What the task requires. The output should be all lines of the entries below in which the word "HelveticaMetrics" occurs.

──────── Working data

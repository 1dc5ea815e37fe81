use crate::config::settings::EmptyRowPolicy;
use crate::domain::model::{FilterCriteria, MatchedSkill, ReportRow, SkillRecord, TableSpec};

pub const PDF_HEADERS: [&str; 2] = ["Employee Name", "Skills"];

/// One row per surviving record, keeping only the skills that satisfy every
/// active filter. Rows may come out with no skills; the renderers decide what
/// to do with those via [`EmptyRowPolicy`].
pub fn project_rows(records: &[&SkillRecord], criteria: &FilterCriteria) -> Vec<ReportRow> {
    records
        .iter()
        .map(|record| ReportRow {
            employee_name: record.employee_name.clone(),
            matched_skills: record
                .skills
                .iter()
                .filter(|entry| criteria.entry_matches(entry))
                .map(|entry| MatchedSkill {
                    name: entry.name.clone(),
                    label: entry.label(),
                })
                .collect(),
        })
        .collect()
}

/// (name, skills) pairs for the CSV body.
pub fn csv_lines(rows: &[ReportRow], policy: &EmptyRowPolicy) -> Vec<(String, String)> {
    rows.iter()
        .filter_map(|row| {
            let skills = skills_or_policy(row, policy, ReportRow::csv_skills_text)?;
            Some((row.employee_name.clone(), skills))
        })
        .collect()
}

/// Two-column table: employee name and one combined skills cell.
pub fn pdf_table(rows: &[ReportRow], policy: &EmptyRowPolicy) -> TableSpec {
    let mut table = TableSpec::new(PDF_HEADERS);
    for row in rows {
        if let Some(skills) = skills_or_policy(row, policy, ReportRow::pdf_skills_text) {
            table.push_row([row.employee_name.clone(), skills]);
        }
    }
    table
}

fn skills_or_policy(
    row: &ReportRow,
    policy: &EmptyRowPolicy,
    format: fn(&ReportRow) -> String,
) -> Option<String> {
    if row.has_skills() {
        return Some(format(row));
    }
    match policy {
        EmptyRowPolicy::Placeholder(text) => Some(text.clone()),
        EmptyRowPolicy::Drop => {
            tracing::debug!("Dropping row for {}: no matching skills", row.employee_name);
            None
        }
    }
}
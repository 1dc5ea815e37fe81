pub mod layout;
pub mod metrics;
pub mod writer;

use crate::config::settings::ReportSettings;
use crate::domain::model::TableSpec;
use crate::domain::ports::TextMeasure;
use crate::utils::error::Result;
use chrono::Utc;
use layout::{layout_table, TableLayout};
use metrics::HelveticaMetrics;
use writer::{write_pdf, DocumentInfo, PageCanvas};

const PRODUCER: &str = concat!("skill-matrix ", env!("CARGO_PKG_VERSION"));

/// Where the table starts: below the title line plus one blank line.
pub fn table_origin(settings: &ReportSettings) -> (f64, f64) {
    let title = HelveticaMetrics::new(settings.page.title_font_size);
    let margin = settings.page.margin;
    (margin, margin + 2.0 * title.line_height())
}

/// Geometry of the report table on the configured page, before pagination.
pub fn layout_report_table(table: &TableSpec, settings: &ReportSettings) -> TableLayout {
    let body = HelveticaMetrics::new(settings.page.font_size);
    let (start_x, start_y) = table_origin(settings);
    layout_table(table, &body, &settings.layout, start_x, start_y)
}

/// Title centred between the margins, then the bordered table, continuing on
/// further pages when it runs past the bottom margin.
pub fn render_pdf(table: &TableSpec, settings: &ReportSettings) -> Result<Vec<u8>> {
    let page = &settings.page;
    let (page_width, page_height) = page.size.dimensions_pt();
    let title_metrics = HelveticaMetrics::new(page.title_font_size);

    let layout = layout_report_table(table, settings);
    tracing::debug!(
        "PDF table layout: {} columns, widths {:?}, total width {:.2}",
        layout.column_widths.len(),
        layout.column_widths,
        layout.total_width()
    );
    if layout.total_width() > page_width - 2.0 * page.margin {
        tracing::warn!(
            "Table width {:.2}pt exceeds the printable width; columns will run off the page",
            layout.total_width()
        );
    }

    let pages = layout.paginate(page_height - page.margin, page.margin, page.repeat_header);

    let mut canvases = Vec::with_capacity(pages.len());
    for (index, cells) in pages.iter().enumerate() {
        let mut canvas = PageCanvas::new(page_height);

        if index == 0 {
            let content_width = page_width - 2.0 * page.margin;
            let title_x =
                page.margin + (content_width - title_metrics.width_of(&settings.title)) / 2.0;
            canvas.text(page.title_font_size, title_x, page.margin, &settings.title)?;
        }

        for cell in cells {
            canvas.stroke_rect(&cell.bounds)?;
            canvas.text(page.font_size, cell.text_x, cell.text_y, &cell.text)?;
        }
        canvases.push(canvas);
    }

    let info = DocumentInfo {
        title: settings.title.clone(),
        producer: PRODUCER.to_string(),
        created_at: page.include_timestamp.then(Utc::now),
    };
    write_pdf(&canvases, (page_width, page_height), &info)
}

#[cfg(test)]
mod tests {
    use super::*;

    fn pdf_text(bytes: &[u8]) -> String {
        String::from_utf8_lossy(bytes).to_string()
    }

    #[test]
    fn test_origin_sits_below_title() {
        let settings = ReportSettings::default();
        let (x, y) = table_origin(&settings);
        assert_eq!(x, 72.0);
        assert!((y - (72.0 + 2.0 * 1.156 * 25.0)).abs() < 1e-9);
    }

    #[test]
    fn test_header_only_document() {
        let mut settings = ReportSettings::default();
        settings.page.include_timestamp = false;
        let table = TableSpec::new(["Employee Name", "Skills"]);

        let pdf = render_pdf(&table, &settings).unwrap();
        let text = pdf_text(&pdf);
        assert!(text.contains("(Skill Matrix Report) Tj"));
        assert!(text.contains("(Employee Name) Tj"));
        assert!(text.contains("(Skills) Tj"));
        assert_eq!(text.matches(" re S").count(), 2);
        assert!(text.contains("/Count 1"));
    }

    #[test]
    fn test_rows_are_drawn_in_order() {
        let mut settings = ReportSettings::default();
        settings.page.include_timestamp = false;
        let mut table = TableSpec::new(["Employee Name", "Skills"]);
        table.push_row(["Ann", "Go: Expert, SQL: Beginner"]);
        table.push_row(["Bob", "Rust: Proficient"]);

        let text = pdf_text(&render_pdf(&table, &settings).unwrap());
        let ann = text.find("(Ann) Tj").unwrap();
        let bob = text.find("(Bob) Tj").unwrap();
        assert!(ann < bob);
        assert_eq!(text.matches(" re S").count(), 6);
    }

    #[test]
    fn test_long_tables_span_pages() {
        let mut settings = ReportSettings::default();
        settings.page.include_timestamp = false;
        let mut table = TableSpec::new(["Employee Name", "Skills"]);
        for i in 0..40 {
            table.push_row([format!("Employee {}", i), "Go: Expert".to_string()]);
        }

        let text = pdf_text(&render_pdf(&table, &settings).unwrap());
        assert!(text.contains("/Count 2"));
        // 續頁重複表頭
        assert_eq!(text.matches("(Employee Name) Tj").count(), 2);
        assert_eq!(text.matches("(Skill Matrix Report) Tj").count(), 1);
    }
}
use crate::config::settings::{EmptyRowPolicy, PageSize, ReportSettings, NO_MATCH_PLACEHOLDER};
use crate::domain::model::ReportFormat;
use crate::utils::error::{ReportError, Result};
use crate::utils::validation::{self, Validate};
use regex::Regex;
use serde::{Deserialize, Serialize};
use std::path::Path;

#[derive(Debug, Clone, Default, Serialize, Deserialize)]
pub struct TomlConfig {
    #[serde(default)]
    pub report: ReportSection,
    #[serde(default)]
    pub source: SourceSection,
    #[serde(default)]
    pub output: OutputSection,
    #[serde(default)]
    pub csv: EmptyRowsSection,
    #[serde(default)]
    pub pdf: PdfSection,
}

#[derive(Debug, Clone, Default, Serialize, Deserialize)]
pub struct ReportSection {
    pub title: Option<String>,
    pub file_stem: Option<String>,
}

#[derive(Debug, Clone, Default, Serialize, Deserialize)]
pub struct SourceSection {
    pub dataset: Option<String>,
    pub url: Option<String>,
}

#[derive(Debug, Clone, Default, Serialize, Deserialize)]
pub struct OutputSection {
    pub path: Option<String>,
    pub formats: Option<Vec<ReportFormat>>,
    pub bundle: Option<bool>,
}

#[derive(Debug, Clone, Copy, PartialEq, Eq, Serialize, Deserialize)]
#[serde(rename_all = "lowercase")]
pub enum EmptyRowsMode {
    Placeholder,
    Drop,
}

#[derive(Debug, Clone, Default, Serialize, Deserialize)]
pub struct EmptyRowsSection {
    pub empty_rows: Option<EmptyRowsMode>,
    pub placeholder: Option<String>,
}

#[derive(Debug, Clone, Default, Serialize, Deserialize)]
pub struct PdfSection {
    pub empty_rows: Option<EmptyRowsMode>,
    pub placeholder: Option<String>,
    pub page_size: Option<PageSize>,
    pub margin: Option<f64>,
    pub title_font_size: Option<f64>,
    pub font_size: Option<f64>,
    pub column_padding: Option<f64>,
    pub row_height: Option<f64>,
    pub text_inset_x: Option<f64>,
    pub text_inset_y: Option<f64>,
    pub repeat_header: Option<bool>,
    pub include_timestamp: Option<bool>,
}

impl EmptyRowsSection {
    fn policy(&self, default: EmptyRowPolicy) -> EmptyRowPolicy {
        empty_row_policy(self.empty_rows, self.placeholder.as_deref(), default)
    }
}

fn empty_row_policy(
    mode: Option<EmptyRowsMode>,
    placeholder: Option<&str>,
    default: EmptyRowPolicy,
) -> EmptyRowPolicy {
    match mode {
        Some(EmptyRowsMode::Drop) => EmptyRowPolicy::Drop,
        Some(EmptyRowsMode::Placeholder) => {
            EmptyRowPolicy::Placeholder(placeholder.unwrap_or(NO_MATCH_PLACEHOLDER).to_string())
        }
        None => match (default, placeholder) {
            (EmptyRowPolicy::Placeholder(_), Some(text)) => {
                EmptyRowPolicy::Placeholder(text.to_string())
            }
            (default, _) => default,
        },
    }
}

impl TomlConfig {
    /// 從 TOML 檔案載入配置
    pub fn from_file<P: AsRef<Path>>(path: P) -> Result<Self> {
        let content = std::fs::read_to_string(&path)?;
        Self::from_toml_str(&content)
    }

    /// 從 TOML 字串解析配置
    pub fn from_toml_str(content: &str) -> Result<Self> {
        let processed_content = Self::substitute_env_vars(content)?;

        toml::from_str(&processed_content).map_err(|e| ReportError::ConfigValidationError {
            field: "toml_parsing".to_string(),
            message: format!("TOML parsing error: {}", e),
        })
    }

    /// 替換環境變數 (例如 ${SKILL_DATA_URL})
    fn substitute_env_vars(content: &str) -> Result<String> {
        let re = Regex::new(r"\$\{([^}]+)\}").map_err(|e| ReportError::ConfigError {
            message: format!("Invalid substitution pattern: {}", e),
        })?;

        let result = re.replace_all(content, |caps: &regex::Captures| {
            let var_name = &caps[1];
            std::env::var(var_name).unwrap_or_else(|_| format!("${{{}}}", var_name))
        });

        Ok(result.to_string())
    }

    pub fn output_path(&self) -> Option<&str> {
        self.output.path.as_deref()
    }

    pub fn formats(&self) -> Option<&[ReportFormat]> {
        self.output.formats.as_deref()
    }

    pub fn bundle_enabled(&self) -> bool {
        self.output.bundle.unwrap_or(false)
    }

    /// 將設定檔內容套用到預設報表設定上
    pub fn to_settings(&self) -> ReportSettings {
        let mut settings = ReportSettings::default();

        if let Some(title) = &self.report.title {
            settings.title = title.clone();
        }
        if let Some(file_stem) = &self.report.file_stem {
            settings.file_stem = file_stem.clone();
        }

        settings.csv_empty_rows = self.csv.policy(settings.csv_empty_rows);
        settings.pdf_empty_rows = empty_row_policy(
            self.pdf.empty_rows,
            self.pdf.placeholder.as_deref(),
            settings.pdf_empty_rows,
        );

        let pdf = &self.pdf;
        let page = &mut settings.page;
        page.size = pdf.page_size.unwrap_or(page.size);
        page.margin = pdf.margin.unwrap_or(page.margin);
        page.title_font_size = pdf.title_font_size.unwrap_or(page.title_font_size);
        page.font_size = pdf.font_size.unwrap_or(page.font_size);
        page.repeat_header = pdf.repeat_header.unwrap_or(page.repeat_header);
        page.include_timestamp = pdf.include_timestamp.unwrap_or(page.include_timestamp);

        let layout = &mut settings.layout;
        layout.column_padding = pdf.column_padding.unwrap_or(layout.column_padding);
        layout.row_height = pdf.row_height.unwrap_or(layout.row_height);
        layout.text_inset_x = pdf.text_inset_x.unwrap_or(layout.text_inset_x);
        layout.text_inset_y = pdf.text_inset_y.unwrap_or(layout.text_inset_y);

        settings
    }
}

impl Validate for TomlConfig {
    fn validate(&self) -> Result<()> {
        if let Some(url) = &self.source.url {
            validation::validate_url("source.url", url)?;
        }
        if let Some(dataset) = &self.source.dataset {
            validation::validate_path("source.dataset", dataset)?;
        }
        if let Some(path) = &self.output.path {
            validation::validate_path("output.path", path)?;
        }
        if let Some(title) = &self.report.title {
            validation::validate_non_empty_string("report.title", title)?;
        }
        if let Some(file_stem) = &self.report.file_stem {
            validation::validate_non_empty_string("report.file_stem", file_stem)?;
        }
        if matches!(&self.output.formats, Some(formats) if formats.is_empty()) {
            return Err(ReportError::InvalidConfigValueError {
                field: "output.formats".to_string(),
                value: "[]".to_string(),
                reason: "At least one output format is required (csv, pdf)".to_string(),
            });
        }

        let settings = self.to_settings();
        validation::validate_positive("pdf.font_size", settings.page.font_size)?;
        validation::validate_positive("pdf.title_font_size", settings.page.title_font_size)?;
        validation::validate_positive("pdf.row_height", settings.layout.row_height)?;
        validation::validate_non_negative("pdf.margin", settings.page.margin)?;
        validation::validate_non_negative("pdf.column_padding", settings.layout.column_padding)?;
        validation::validate_non_negative("pdf.text_inset_x", settings.layout.text_inset_x)?;
        validation::validate_non_negative("pdf.text_inset_y", settings.layout.text_inset_y)?;

        let (width, height) = settings.page.size.dimensions_pt();
        if settings.page.margin * 2.0 >= width.min(height) {
            return Err(ReportError::InvalidConfigValueError {
                field: "pdf.margin".to_string(),
                value: settings.page.margin.to_string(),
                reason: "Margins leave no printable area".to_string(),
            });
        }

        Ok(())
    }
}
use crate::utils::error::{ReportError, Result};

pub const CSV_HEADER: [&str; 2] = ["name", "skills"];

/// Serializes `(name, skills)` lines behind a `name,skills` header. Quoting
/// follows RFC 4180: fields holding commas, quotes or newlines are wrapped in
/// double quotes and embedded quotes are doubled.
pub fn render_csv(lines: &[(String, String)]) -> Result<Vec<u8>> {
    let mut writer = csv::WriterBuilder::new()
        .terminator(csv::Terminator::Any(b'\n'))
        .from_writer(Vec::new());

    writer.write_record(CSV_HEADER)?;
    for (name, skills) in lines {
        writer.write_record([name.as_str(), skills.as_str()])?;
    }

    writer
        .into_inner()
        .map_err(|e| ReportError::IoError(e.into_error()))
}

#[cfg(test)]
mod tests {
    use super::*;

    fn line(name: &str, skills: &str) -> (String, String) {
        (name.to_string(), skills.to_string())
    }

    fn render(lines: &[(String, String)]) -> String {
        String::from_utf8(render_csv(lines).unwrap()).unwrap()
    }

    #[test]
    fn test_header_only_when_empty() {
        assert_eq!(render(&[]), "name,skills\n");
    }

    #[test]
    fn test_joined_skills_are_quoted() {
        let out = render(&[line("Ann", "Go (Expert), SQL (Beginner)")]);
        assert_eq!(out, "name,skills\nAnn,\"Go (Expert), SQL (Beginner)\"\n");
    }

    #[test]
    fn test_single_skill_is_not_quoted() {
        let out = render(&[line("Bob", "Rust (Proficient)")]);
        assert_eq!(out, "name,skills\nBob,Rust (Proficient)\n");
    }

    #[test]
    fn test_quotes_and_newlines_are_escaped() {
        let out = render(&[line("Ann \"Hacker\" Lee", "C (Expert)\nC++ (Beginner)")]);
        assert_eq!(
            out,
            "name,skills\n\"Ann \"\"Hacker\"\" Lee\",\"C (Expert)\nC++ (Beginner)\"\n"
        );

        // 用 csv reader 讀回，確認內容不變
        let mut reader = csv::Reader::from_reader(out.as_bytes());
        let record = reader.records().next().unwrap().unwrap();
        assert_eq!(&record[0], "Ann \"Hacker\" Lee");
        assert_eq!(&record[1], "C (Expert)\nC++ (Beginner)");
    }
}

────────────────

Expected answer.
use metrics::HelveticaMetrics;
    let title = HelveticaMetrics::new(settings.page.title_font_size);
    let body = HelveticaMetrics::new(settings.page.font_size);
    let title_metrics = HelveticaMetrics::new(page.title_font_size);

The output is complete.